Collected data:
▼

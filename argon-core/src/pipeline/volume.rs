//! Per-sample gain with clamping
//!
//! Applied in place to raw PCM frames before they enter the audio
//! decoder. Covers the sample layouts PulseAudio capture produces:
//! 1-byte unsigned and 2/4-byte signed in either byte order. Gain above
//! 1.0 clips at the format limits instead of wrapping.

use crate::types::Endianness;

/// Scale every sample in `data` by `gain`
pub(crate) fn apply_gain(data: &mut [u8], bps: u32, endian: Endianness, gain: f32) {
    match (bps, endian) {
        (1, _) => scale_u8(data, gain),
        (2, Endianness::Le) => scale_i16::<true>(data, gain),
        (2, Endianness::Be) => scale_i16::<false>(data, gain),
        (4, Endianness::Le) => scale_i32::<true>(data, gain),
        (4, Endianness::Be) => scale_i32::<false>(data, gain),
        // 3-byte formats pass through unscaled
        _ => {}
    }
}

fn scale_u8(data: &mut [u8], gain: f32) {
    for b in data.iter_mut() {
        // unsigned samples are centered on 128
        let centered = f32::from(*b) - 128.0;
        let scaled = (centered * gain).clamp(-128.0, 127.0);
        *b = (scaled + 128.0) as u8;
    }
}

fn scale_i16<const LE: bool>(data: &mut [u8], gain: f32) {
    for chunk in data.chunks_exact_mut(2) {
        let bytes = [chunk[0], chunk[1]];
        let v = if LE {
            i16::from_le_bytes(bytes)
        } else {
            i16::from_be_bytes(bytes)
        };
        let scaled = (f32::from(v) * gain).clamp(f32::from(i16::MIN), f32::from(i16::MAX)) as i16;
        let out = if LE {
            scaled.to_le_bytes()
        } else {
            scaled.to_be_bytes()
        };
        chunk.copy_from_slice(&out);
    }
}

fn scale_i32<const LE: bool>(data: &mut [u8], gain: f32) {
    for chunk in data.chunks_exact_mut(4) {
        let bytes = [chunk[0], chunk[1], chunk[2], chunk[3]];
        let v = if LE {
            i32::from_le_bytes(bytes)
        } else {
            i32::from_be_bytes(bytes)
        };
        let scaled = (v as f64 * f64::from(gain)).clamp(f64::from(i32::MIN), f64::from(i32::MAX));
        let out = if LE {
            (scaled as i32).to_le_bytes()
        } else {
            (scaled as i32).to_be_bytes()
        };
        chunk.copy_from_slice(&out);
    }
}

#[cfg(test)]
mod tests {
    use super::*;

    #[test]
    fn test_u8_gain_and_clip() {
        let mut data = [128u8, 192, 64];
        apply_gain(&mut data, 1, Endianness::Le, 2.0);
        assert_eq!(data[0], 128); // silence stays silent
        assert_eq!(data[1], 255); // 64 above center doubled clips
        assert_eq!(data[2], 0); // 64 below center doubled clips
    }

    #[test]
    fn test_i16_le_gain() {
        let mut data = 1000i16.to_le_bytes().to_vec();
        apply_gain(&mut data, 2, Endianness::Le, 2.5);
        assert_eq!(i16::from_le_bytes([data[0], data[1]]), 2500);
    }

    #[test]
    fn test_i16_be_clips_not_wraps() {
        let mut data = 30_000i16.to_be_bytes().to_vec();
        apply_gain(&mut data, 2, Endianness::Be, 10.0);
        assert_eq!(i16::from_be_bytes([data[0], data[1]]), i16::MAX);

        let mut data = (-30_000i16).to_be_bytes().to_vec();
        apply_gain(&mut data, 2, Endianness::Be, 10.0);
        assert_eq!(i16::from_be_bytes([data[0], data[1]]), i16::MIN);
    }

    #[test]
    fn test_i32_le_gain() {
        let mut data = 1_000_000i32.to_le_bytes().to_vec();
        apply_gain(&mut data, 4, Endianness::Le, 0.5);
        let v = i32::from_le_bytes([data[0], data[1], data[2], data[3]]);
        assert_eq!(v, 500_000);
    }

    #[test]
    fn test_i32_clips() {
        let mut data = i32::MAX.to_le_bytes().to_vec();
        apply_gain(&mut data, 4, Endianness::Le, 10.0);
        let v = i32::from_le_bytes([data[0], data[1], data[2], data[3]]);
        assert_eq!(v, i32::MAX);
    }

    #[test]
    fn test_zero_gain_silences() {
        let mut data = 12345i16.to_le_bytes().to_vec();
        apply_gain(&mut data, 2, Endianness::Le, 0.0);
        assert_eq!(i16::from_le_bytes([data[0], data[1]]), 0);
    }
}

▲

> What you should do
Go through the records line by line and give the number of lines with the string "true" in them, stating nothing else.

> Written solution
2